- _ASSIGNMENT_
All entries below must be given again word for word.

-- ENTRIES PROVIDED follows --

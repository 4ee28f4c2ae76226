// Copyright (c) 2025 Felix Kahle.
//
// Permission is hereby granted, free of charge, to any person obtaining
// a copy of this software and associated documentation files (the
// "Software"), to deal in the Software without restriction, including
// without limitation the rights to use, copy, modify, merge, publish,
// distribute, sublicense, and/or sell copies of the Software, and to
// permit persons to whom the Software is furnished to do so, subject to
// the following conditions:
//
// The above copyright notice and this permission notice shall be
// included in all copies or substantial portions of the Software.
//
// THE SOFTWARE IS PROVIDED "AS IS", WITHOUT WARRANTY OF ANY KIND,
// EXPRESS OR IMPLIED, INCLUDING BUT NOT LIMITED TO THE WARRANTIES OF
// MERCHANTABILITY, FITNESS FOR A PARTICULAR PURPOSE AND
// NONINFRINGEMENT. IN NO EVENT SHALL THE AUTHORS OR COPYRIGHT HOLDERS BE
// LIABLE FOR ANY CLAIM, DAMAGES OR OTHER LIABILITY, WHETHER IN AN ACTION
// OF CONTRACT, TORT OR OTHERWISE, ARISING FROM, OUT OF OR IN CONNECTION
// WITH THE SOFTWARE OR THE USE OR OTHER DEALINGS IN THE SOFTWARE.

use crate::lp::err::SolverError;

/// Failures while realizing a schedule.
///
/// The assertion variants mean the LP declared the routing feasible but
/// the reconstructed schedule violates a bound; that is a bug, not an
/// input problem, and is fatal at the boundary.
#[derive(Debug)]
pub enum SchedulingError {
    Solver(SolverError),
    /// `start[cur] < start[prev] + travel_time` beyond tolerance.
    TravelBound {
        depot: usize,
        prev: usize,
        cur: usize,
        gap: f64,
    },
    /// A customer's visit spread exceeds its window width.
    WindowWidth {
        customer: usize,
        spread: f64,
        limit: f64,
    },
}

impl From<SolverError> for SchedulingError {
    fn from(e: SolverError) -> Self {
        Self::Solver(e)
    }
}

impl std::fmt::Display for SchedulingError {
    fn fmt(&self, f: &mut std::fmt::Formatter<'_>) -> std::fmt::Result {
        match self {
            SchedulingError::Solver(e) => write!(f, "{e}"),
            SchedulingError::TravelBound {
                depot,
                prev,
                cur,
                gap,
            } => write!(
                f,
                "schedule of depot {depot} breaks the travel bound between operations {prev} and {cur} by {gap}"
            ),
            SchedulingError::WindowWidth {
                customer,
                spread,
                limit,
            } => write!(
                f,
                "customer {customer} visits spread over {spread}, exceeding the window width {limit}"
            ),
        }
    }
}

impl std::error::Error for SchedulingError {}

-- ENTRIES PROVIDED concluded --

- _ANSWER SPACE_
repository 4ee28f4c2ae76226
// Copyright (c) 2025 Felix Kahle.
//
// Permission is hereby granted, free of charge, to any person obtaining
// a copy of this software and associated documentation files (the
// "Software"), to deal in the Software without restriction, including
// without limitation the rights to use, copy, modify, merge, publish,
// distribute, sublicense, and/or sell copies of the Software, and to
// permit persons to whom the Software is furnished to do so, subject to
// the following conditions:
//
// The above copyright notice and this permission notice shall be
// included in all copies or substantial portions of the Software.
//
// THE SOFTWARE IS PROVIDED "AS IS", WITHOUT WARRANTY OF ANY KIND,
// EXPRESS OR IMPLIED, INCLUDING BUT NOT LIMITED TO THE WARRANTIES OF
// MERCHANTABILITY, FITNESS FOR A PARTICULAR PURPOSE AND
// NONINFRINGEMENT. IN NO EVENT SHALL THE AUTHORS OR COPYRIGHT HOLDERS BE
// LIABLE FOR ANY CLAIM, DAMAGES OR OTHER LIABILITY, WHETHER IN AN ACTION
// OF CONTRACT, TORT OR OTHERWISE, ARISING FROM, OUT OF OR IN CONNECTION
// WITH THE SOFTWARE OR THE USE OR OTHER DEALINGS IN THE SOFTWARE.

use crate::lp::err::SolverError;

/// Failures while realizing a schedule.
///
/// The assertion variants mean the LP declared the routing feasible but
/// the reconstructed schedule violates a bound; that is a bug, not an
/// input problem, and is fatal at the boundary.
#[derive(Debug)]
pub enum SchedulingError {
    Solver(SolverError),
    /// `start[cur] < start[prev] + travel_time` beyond tolerance.
    TravelBound {
        depot: usize,
        prev: usize,
        cur: usize,
        gap: f64,
    },
    /// A customer's visit spread exceeds its window width.
    WindowWidth {
        customer: usize,
        spread: f64,
        limit: f64,
    },
}

impl From<SolverError> for SchedulingError {
    fn from(e: SolverError) -> Self {
        Self::Solver(e)
    }
}

impl std::fmt::Display for SchedulingError {
    fn fmt(&self, f: &mut std::fmt::Formatter<'_>) -> std::fmt::Result {
        match self {
            SchedulingError::Solver(e) => write!(f, "{e}"),
            SchedulingError::TravelBound {
                depot,
                prev,
                cur,
                gap,
            } => write!(
                f,
                "schedule of depot {depot} breaks the travel bound between operations {prev} and {cur} by {gap}"
            ),
            SchedulingError::WindowWidth {
                customer,
                spread,
                limit,
            } => write!(
                f,
                "customer {customer} visits spread over {spread}, exceeding the window width {limit}"
            ),
        }
    }
}

impl std::error::Error for SchedulingError {}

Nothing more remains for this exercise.